The invention will now be illustrated by the following non-limiting examples.

Example 1 Characterizing Mutations in Human Pancreatic Cancers

Polymerase colony, or “polony” technology is a form of PCR in which the amplification reaction is immobilized in a thin polyacrylamide gel attached to a microscope slide. As the amplification reaction proceeds, the PCR products diffuse radially within the gel from its immobilized template (e.g., genomic DNA), giving rise to a circular PCR product, also called a “polymerase colony” or “polony”. When the gel is stained with SybrGreen I and scanned with a microarray scanner, the polymerase colony resembles a colony on an agar plate, hence its name. In this experiment, polony technology was used to screen pancreatic cancer cells for somatic mutations in p53 and K-RAS2 genes at mutational hotspots within these two genes.
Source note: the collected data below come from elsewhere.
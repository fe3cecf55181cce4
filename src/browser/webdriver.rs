//! WebDriver-backed sessions (chromedriver via fantoccini).
//!
//! Sessions are created with `pageLoadStrategy: none` so `goto` returns at
//! once; completion is then decided by polling the page's own readiness
//! state until the requested [`WaitCondition`] holds.

use std::time::{Duration, Instant};

use fantoccini::wd::WebDriverCompatibleCommand;
use fantoccini::{Client, ClientBuilder};
use serde::Deserialize;
use serde_json::{json, Value};
use tracing::{debug, warn};

use super::scripts::READINESS_JS;
use super::{
    BrowserError, BrowserSession, DeviceProfile, NavigationOutcome, PageScript, SessionFactory,
    WaitCondition,
};
use crate::config::ProbeConfig;

const POLL_INTERVAL: Duration = Duration::from_millis(250);
/// How long the resource count must stay flat before the network counts as idle.
const QUIET_WINDOW: Duration = Duration::from_millis(500);

/// Opens a fresh chromedriver session per call.
#[derive(Debug, Clone)]
pub struct WebDriverFactory {
    webdriver_url: String,
    chrome_binary: Option<String>,
    headless: bool,
}

impl WebDriverFactory {
    pub fn new(config: &ProbeConfig) -> Self {
        Self {
            webdriver_url: config.webdriver_url.clone(),
            chrome_binary: config.chrome_binary.clone(),
            headless: config.headless,
        }
    }

    fn capabilities(&self, profile: &DeviceProfile) -> serde_json::Map<String, Value> {
        let mut args = vec!["--no-sandbox".to_string()];
        if self.headless {
            args.push("--headless=new".to_string());
            args.push("--disable-gpu".to_string());
            args.push("--disable-dev-shm-usage".to_string());
        }
        args.push(format!("--window-size={},{}", profile.width, profile.height));
        args.push(format!("--user-agent={}", profile.user_agent));

        let mut chrome_opts = serde_json::Map::new();
        chrome_opts.insert("args".to_string(), json!(args));
        if let Some(binary) = &self.chrome_binary {
            chrome_opts.insert("binary".to_string(), json!(binary));
        }

        let mut caps = serde_json::Map::new();
        caps.insert("browserName".to_string(), json!("chrome"));
        caps.insert("pageLoadStrategy".to_string(), json!("none"));
        caps.insert("goog:chromeOptions".to_string(), Value::Object(chrome_opts));
        caps
    }
}

#[async_trait::async_trait]
impl SessionFactory for WebDriverFactory {
    async fn open(&self, profile: &DeviceProfile) -> Result<Box<dyn BrowserSession>, BrowserError> {
        debug!(webdriver = %self.webdriver_url, profile = %profile.name, "Opening browser session");

        let client = ClientBuilder::rustls()
            .capabilities(self.capabilities(profile))
            .connect(&self.webdriver_url)
            .await
            .map_err(|e| BrowserError::Session(e.to_string()))?;

        // Window-size flags are ignored by some drivers; best effort.
        if let Err(e) = client.set_window_size(profile.width, profile.height).await {
            debug!(error = %e, "Could not set window size");
        }

        Ok(Box::new(WebDriverSession { client }))
    }
}

pub struct WebDriverSession {
    client: Client,
}

/// A Chrome DevTools call tunnelled through chromedriver's `goog/cdp/execute`.
#[derive(Debug)]
struct CdpCommand {
    method: &'static str,
    params: Value,
}

impl WebDriverCompatibleCommand for CdpCommand {
    fn endpoint(
        &self,
        base_url: &url::Url,
        session_id: Option<&str>,
    ) -> Result<url::Url, url::ParseError> {
        base_url
            .join(&format!("session/{}/", session_id.unwrap_or_default()))?
            .join("goog/cdp/execute")
    }

    fn method_and_body(&self, _request_url: &url::Url) -> (http::Method, Option<String>) {
        let body = json!({ "cmd": self.method, "params": self.params });
        (http::Method::POST, Some(body.to_string()))
    }
}

/// Wrap a page-script body so it can run as a top-level expression.
fn as_expression(script: &PageScript) -> String {
    format!("(function () {{\n{}\n}})();", script.source())
}

#[derive(Debug, Deserialize)]
#[serde(rename_all = "camelCase")]
struct Readiness {
    href: String,
    ready_state: String,
    resources: u64,
    status: u16,
}

impl WebDriverSession {
    async fn readiness(&self) -> Option<Readiness> {
        // Scripts can fail while the old document is being torn down; treat as "not yet".
        let value = self.client.execute(READINESS_JS, vec![]).await.ok()?;
        serde_json::from_value(value).ok()
    }

    async fn wait_until(&self, url: &str, wait: WaitCondition) -> Result<NavigationOutcome, BrowserError> {
        let mut last_count: Option<u64> = None;
        let mut stable_since = Instant::now();

        loop {
            if let Some(state) = self.readiness().await {
                if state.href.starts_with("chrome-error://") {
                    return Err(BrowserError::Navigation {
                        url: url.to_string(),
                        reason: "browser could not load the page".to_string(),
                    });
                }

                if state.href != "about:blank" {
                    let done = match wait {
                        WaitCondition::DomReady => state.ready_state != "loading",
                        WaitCondition::NetworkIdle => {
                            if last_count != Some(state.resources) {
                                last_count = Some(state.resources);
                                stable_since = Instant::now();
                            }
                            state.ready_state == "complete" && stable_since.elapsed() >= QUIET_WINDOW
                        }
                    };

                    if done {
                        return Ok(NavigationOutcome {
                            http_status: (state.status > 0).then_some(state.status),
                            final_url: Some(state.href),
                        });
                    }
                }
            }

            tokio::time::sleep(POLL_INTERVAL).await;
        }
    }
}

#[async_trait::async_trait]
impl BrowserSession for WebDriverSession {
    async fn navigate(
        &mut self,
        url: &str,
        wait: WaitCondition,
        timeout: Duration,
    ) -> Result<NavigationOutcome, BrowserError> {
        let attempt = async {
            self.client
                .goto(url)
                .await
                .map_err(|e| BrowserError::Navigation {
                    url: url.to_string(),
                    reason: e.to_string(),
                })?;
            self.wait_until(url, wait).await
        };

        match tokio::time::timeout(timeout, attempt).await {
            Ok(outcome) => outcome,
            Err(_) => Err(BrowserError::Timeout {
                url: url.to_string(),
                timeout_ms: timeout.as_millis() as u64,
            }),
        }
    }

    async fn preload(&mut self, script: &PageScript) -> Result<(), BrowserError> {
        self.client
            .issue_cmd(CdpCommand {
                method: "Page.addScriptToEvaluateOnNewDocument",
                params: json!({ "source": as_expression(script) }),
            })
            .await
            .map(|_| ())
            .map_err(|e| BrowserError::Script {
                script: script.name(),
                reason: e.to_string(),
            })
    }

    async fn evaluate(&mut self, script: &PageScript) -> Result<Value, BrowserError> {
        self.client
            .execute(&script.source(), vec![])
            .await
            .map_err(|e| BrowserError::Script {
                script: script.name(),
                reason: e.to_string(),
            })
    }

    async fn screenshot(&mut self) -> Result<Vec<u8>, BrowserError> {
        self.client
            .screenshot()
            .await
            .map_err(|e| BrowserError::Screenshot(e.to_string()))
    }

    async fn close(self: Box<Self>) -> Result<(), BrowserError> {
        self.client.close().await.map_err(|e| {
            warn!(error = %e, "Browser session did not close cleanly");
            BrowserError::Session(e.to_string())
        })
    }
}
Polony slide preparation—To preserve the integrity of the polyacrylamide gels used for the polony reactions, Teflon-printed, 24.4×16.7 mm oval slides (Electron Microscope Sciences) were treated with Bind Silane (Amersham) in accordance with the manufacturer's instructions. Initially, the slides were washed for 15 minutes with doubly deionized water containing ammonium formate, pH 3.5. The slides were then removed from the water bath and allowed to dry in a fume hood for 15 to 20 minutes. While the slides were drying, 4 mL of Bind Silane was added to 1 L of doubly deionized water containing ammonium formate, pH 3.5, and allowed to dissolve. Once the Bind Silane/water solution became clear, indicating complete Bind Silane dissolution, the slides were incubated in this solution for about 1.5 hours. The slides were then removed and dried in air prior to storage in a desiccator.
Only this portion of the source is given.